Una vez aclarada la estructura del ADN, los avances en genética fueron veloces. Hoy sabemos que la replicación (vía polimerización: copiar y pegar) es un proceso fundamental para la vida (o la muerte). Sin división celular no solo no habría herencia, tampoco crecimiento, ni desarrollo, ni regeneración (ni tumores). El mecanismo es tan perfecto que hasta los virus lo usan, infectando células, para producir copias de sí mismos, de su propio material genético, y así sobrevivir. Claro que la replicación de vez en cuando podría no ser del todo exacta, podría suceder que una letra del ADN acabara en otro sitio y producirse una modificación/innovación que luego se propaga con la reproducción sexual: ya sea con ventaja o desventaja. Un error tal podría, por ejemplo, aumentar la cantidad de células rojas para transportar oxígeno. Esto puede tener un valor adaptativo si se vive a gran altitud, y no tenerlo al volverse la sangre más espesa. En la evolución, muchas veces un error es una eventual solución que precede a un eventual problema. Pero demasiados errores de replicación hacen que un organismo sencillamente no funcione.

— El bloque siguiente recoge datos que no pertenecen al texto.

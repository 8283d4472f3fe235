//! The gauge model: motion state, label set and current layout, plus the
//! per-frame callback that only runs while the gauge is attached to a window.

use std::sync::mpsc::Receiver;
use std::time::{Duration, Instant};

use log::{debug, info};

use crate::config::{self, Appearance, GaugeConfig, DEFAULT_FRAMERATE};
use crate::error::{GaugeError, Result};
use crate::geometry::{self, Bounds, GaugeLayout, Label};
use crate::motion::MotionState;

/// Command enum for channel-driven gauge updates
#[derive(Debug, Clone, Copy, PartialEq)]
pub enum GaugeCommand {
    SetSpeed(f64),
    StartAccelerating,
    EndAccelerating,
}

/// Fixed-rate frame callback registration.
///
/// Exists only while the gauge is attached; dropping it is the
/// deregistration.
#[derive(Debug, Clone)]
pub struct DisplayLink {
    frame_duration: Duration,
    last_fire: Option<Instant>,
}

impl DisplayLink {
    /// Fails unless `max_framerate` is finite and positive.
    pub fn new(max_framerate: f64) -> Result<Self> {
        config::validate_framerate(max_framerate)?;
        let frame_duration = Duration::try_from_secs_f64(1.0 / max_framerate)
            .map_err(|_| GaugeError::InvalidFramerate(max_framerate))?;
        Ok(Self {
            frame_duration,
            last_fire: None,
        })
    }

    pub fn is_due(&self, now: Instant) -> bool {
        self.last_fire
            .is_none_or(|last| now.saturating_duration_since(last) >= self.frame_duration)
    }

    /// When the next frame is due, or `None` before the first one.
    pub fn next_due(&self) -> Option<Instant> {
        self.last_fire.map(|last| last + self.frame_duration)
    }

    fn fire(&mut self, now: Instant) {
        self.last_fire = Some(now);
    }
}

#[derive(Debug, Clone)]
pub struct Gauge {
    config: GaugeConfig,
    appearance: Appearance,
    motion: MotionState,
    needle_angle: f64,
    labels: Vec<Label>,
    layout: GaugeLayout,
    max_framerate: f64,
    frame_duration: Duration,
    display_link: Option<DisplayLink>,
}

impl Gauge {
    /// Builds a detached gauge laid out in `bounds`. Fails if `config` cannot
    /// be mapped onto the dial.
    pub fn new(config: GaugeConfig, appearance: Appearance, bounds: Bounds) -> Result<Self> {
        config.validate()?;
        let mut labels = geometry::labels_for(&config);
        geometry::place_labels(&mut labels, &config, bounds, appearance.label_radius);
        let layout = GaugeLayout::compute(&config, &appearance, bounds);
        Ok(Self {
            needle_angle: config.min_angle,
            config,
            appearance,
            motion: MotionState::new(),
            labels,
            layout,
            max_framerate: DEFAULT_FRAMERATE,
            frame_duration: Duration::from_secs_f64(1.0 / DEFAULT_FRAMERATE),
            display_link: None,
        })
    }

    /// Sets the rate the frame callback runs at once attached.
    pub fn with_max_framerate(mut self, max_framerate: f64) -> Result<Self> {
        let link = DisplayLink::new(max_framerate)?;
        self.max_framerate = max_framerate;
        self.frame_duration = link.frame_duration;
        Ok(self)
    }

    // ------------------------------------------------------------------------
    // Public mutators
    // ------------------------------------------------------------------------

    pub fn set_speed(&mut self, speed: f64) {
        self.motion.set_speed(speed);
        self.needle_angle = self.angle_for_speed(speed);
    }

    pub fn start_accelerating(&mut self) {
        self.motion.start_accelerating();
    }

    pub fn end_accelerating(&mut self) {
        self.motion.end_accelerating();
    }

    pub fn apply(&mut self, command: GaugeCommand) {
        match command {
            GaugeCommand::SetSpeed(speed) => self.set_speed(speed),
            GaugeCommand::StartAccelerating => self.start_accelerating(),
            GaugeCommand::EndAccelerating => self.end_accelerating(),
        }
    }

    /// Applies every command queued on `receiver`, in order, without
    /// blocking. Returns how many were applied.
    pub fn drain_commands(&mut self, receiver: &Receiver<GaugeCommand>) -> usize {
        let mut applied = 0;
        while let Ok(command) = receiver.try_recv() {
            self.apply(command);
            applied += 1;
        }
        if applied > 0 {
            debug!("applied {} queued commands", applied);
        }
        applied
    }

    /// One integrator step; the new speed goes through `set_speed` unclamped.
    pub fn tick(&mut self) {
        let speed = self.motion.step();
        self.set_speed(speed);
    }

    /// Sizes every label to the extent `measure` reports for its text. Call
    /// again whenever the font or its scale changes; `layout` keeps extents.
    pub fn fit_labels(&mut self, mut measure: impl FnMut(&str) -> Bounds) {
        for label in &mut self.labels {
            label.extent = measure(&label.text);
        }
    }

    /// Recomputes tick, label and needle positions for new bounds.
    pub fn layout(&mut self, bounds: Bounds) {
        debug!("laying out gauge in {}x{}", bounds.width, bounds.height);
        self.layout = GaugeLayout::compute(&self.config, &self.appearance, bounds);
        geometry::place_labels(
            &mut self.labels,
            &self.config,
            bounds,
            self.appearance.label_radius,
        );
    }

    // ------------------------------------------------------------------------
    // Frame callback lifecycle
    // ------------------------------------------------------------------------

    /// Arms the frame callback. Re-attaching replaces any previous link.
    pub fn attach(&mut self) {
        info!("gauge attached, ticking at {} fps", self.max_framerate);
        self.display_link = Some(DisplayLink {
            frame_duration: self.frame_duration,
            last_fire: None,
        });
    }

    pub fn detach(&mut self) {
        if self.display_link.take().is_some() {
            info!("gauge detached");
        }
    }

    pub fn is_attached(&self) -> bool {
        self.display_link.is_some()
    }

    pub fn display_link(&self) -> Option<&DisplayLink> {
        self.display_link.as_ref()
    }

    /// Runs the frame callback if attached and due. Returns whether it ran.
    pub fn on_display_frame(&mut self, now: Instant) -> bool {
        let Some(link) = self.display_link.as_mut() else {
            return false;
        };
        if !link.is_due(now) {
            return false;
        }
        link.fire(now);
        self.tick();
        true
    }

    // ------------------------------------------------------------------------
    // Accessors
    // ------------------------------------------------------------------------

    pub fn angle_for_speed(&self, speed: f64) -> f64 {
        geometry::angle_for_speed(&self.config, speed)
    }

    pub fn speed(&self) -> f64 {
        self.motion.speed
    }

    pub fn acceleration(&self) -> f64 {
        self.motion.acceleration
    }

    pub fn is_accelerating(&self) -> bool {
        self.motion.is_accelerating
    }

    pub fn needle_angle(&self) -> f64 {
        self.needle_angle
    }

    pub fn labels(&self) -> &[Label] {
        &self.labels
    }

    pub fn current_layout(&self) -> &GaugeLayout {
        &self.layout
    }

    pub fn config(&self) -> &GaugeConfig {
        &self.config
    }

    pub fn appearance(&self) -> &Appearance {
        &self.appearance
    }
}
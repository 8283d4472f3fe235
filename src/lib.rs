// ============================================================================
// CRATE LAYOUT
// ============================================================================

//! An animated speedometer gauge.
//!
//! The gauge model (`Gauge`) is windowing-free: it maps speeds onto a 270°
//! dial, lays out ticks, labels and the needle for given bounds, and
//! integrates needle motion once per frame while attached. `Speedometer`
//! puts a gauge in a window and renders it with a small software rasterizer.

pub mod app;
pub mod config;
pub mod error;
pub mod gauge;
pub mod geometry;
pub mod motion;
pub mod render;
pub mod text;

pub use app::Speedometer;
pub use config::{Appearance, Color, GaugeConfig, LineCap, WindowConfig};
pub use error::{GaugeError, Result};
pub use gauge::{DisplayLink, Gauge, GaugeCommand};
pub use geometry::{angle_for_speed, Bounds, GaugeLayout, Label, Point, TickKind, TickMark};
pub use motion::MotionState;
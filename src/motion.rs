//! Needle motion model.
//!
//! A fixed-step integrator advanced once per rendered frame. While the gauge is
//! not accelerating the needle falls back with a deceleration that grows by
//! `DECELERATION_STEP` every frame; while accelerating, whatever acceleration
//! exists decays by `ACCELERATION_DECAY` per frame.
//!
//! Both regime switches reset acceleration to zero, so the accelerating branch
//! only ever decays zero. That is the observed behavior of the gauge and is
//! kept as is.

/// Multiplier applied to the acceleration on each accelerating frame.
pub const ACCELERATION_DECAY: f64 = 0.05;
/// Amount subtracted from the acceleration on each coasting frame.
pub const DECELERATION_STEP: f64 = 0.5;

#[derive(Debug, Clone, Copy, Default, PartialEq)]
pub struct MotionState {
    pub speed: f64,
    pub acceleration: f64,
    pub is_accelerating: bool,
}

impl MotionState {
    pub fn new() -> Self {
        Self::default()
    }

    pub fn set_speed(&mut self, speed: f64) {
        self.speed = speed;
    }

    pub fn start_accelerating(&mut self) {
        self.set_accelerating(true);
    }

    pub fn end_accelerating(&mut self) {
        self.set_accelerating(false);
    }

    fn set_accelerating(&mut self, accelerating: bool) {
        self.is_accelerating = accelerating;
        self.acceleration = 0.0;
    }

    /// Advances one frame and returns the new, unclamped speed.
    pub fn step(&mut self) -> f64 {
        if self.is_accelerating {
            self.acceleration *= ACCELERATION_DECAY;
        } else {
            self.acceleration -= DECELERATION_STEP;
        }
        self.speed += self.acceleration;
        self.speed
    }
}

#[cfg(test)]
mod tests {
    use super::*;

    #[test]
    fn test_initial_state_is_at_rest() {
        let state = MotionState::new();
        assert_eq!(state.speed, 0.0);
        assert_eq!(state.acceleration, 0.0);
        assert!(!state.is_accelerating);
    }

    #[test]
    fn test_accelerating_step_leaves_speed_unchanged() {
        let mut state = MotionState::new();
        state.set_speed(42.0);
        state.start_accelerating();
        state.step();
        assert_eq!(state.acceleration, 0.0);
        assert_eq!(state.speed, 42.0);
    }

    #[test]
    fn test_coasting_matches_closed_form() {
        let mut state = MotionState::new();
        state.set_speed(120.0);
        state.end_accelerating();
        let n = 10;
        for _ in 0..n {
            state.step();
        }
        let n = n as f64;
        assert_eq!(state.acceleration, -0.5 * n);
        assert!((state.speed - (120.0 - 0.25 * n * (n + 1.0))).abs() < 1e-9);
    }

    #[test]
    fn test_regime_switch_resets_acceleration() {
        let mut state = MotionState::new();
        for _ in 0..4 {
            state.step();
        }
        assert_eq!(state.acceleration, -2.0);

        state.start_accelerating();
        assert_eq!(state.acceleration, 0.0);

        state.acceleration = 8.0;
        state.end_accelerating();
        assert_eq!(state.acceleration, 0.0);
    }

    #[test]
    fn test_accelerating_decays_existing_acceleration() {
        let mut state = MotionState::new();
        state.start_accelerating();
        state.acceleration = 10.0;
        state.step();
        assert!((state.acceleration - 0.5).abs() < 1e-12);
        assert!((state.speed - 0.5).abs() < 1e-12);
    }

    #[test]
    fn test_speed_goes_negative_when_coasting_from_rest() {
        let mut state = MotionState::new();
        assert_eq!(state.step(), -0.5);
        assert_eq!(state.step(), -1.5);
    }
}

La genética descubrió también que aunque los genomas (y no el genoma) son todos diferentes, los individuos en sí no lo son tanto. Se ha llegado a decir (Bill Bryson, Una breve historia de casi todo) que no estaríamos aquí sin un poco de incesto. El 99 % de coincidencia genética entre los seres humanos es lo que nos convierte en especie y nos hace casi idénticos. Solo el 1% restante es individualidad. Y algunos experimentos hasta han demostrado que nuestros genes coinciden en un 90% por ciento con los de un ratón. Podríamos incluso activar un gen y hacer que nos crezca una cola.

Sin embargo, por mucho que haya avanzado la genética, hay cosas del ADN que todavía apenas se comprenden. Por ejemplo, que el 97 % del ADN sean largas extensiones que no parecen tener ningún sentido. Es lo que se llama ADN basura. Porque solo en unas pocas hebras aquí y allá se encuentran segmentos específicos de ADN que controlan y organizan las funciones vitales: se trata de los genes, tan escurridizos durante mucho tiempo como un pensamiento. En cuanto a la gran mayor parte del ADN, basura o inútil, no parece tener otra finalidad que estar al servicio no de nosotros, sino del propio ADN. Su única función sería la de replicarse con monotonía, satisfaciendo así el deseo del gen (el gen egoísta, como lo llamó Richard Dawkins) de propagarse y perpetuarse. La vida, en definitiva, que solo quiere seguir siendo.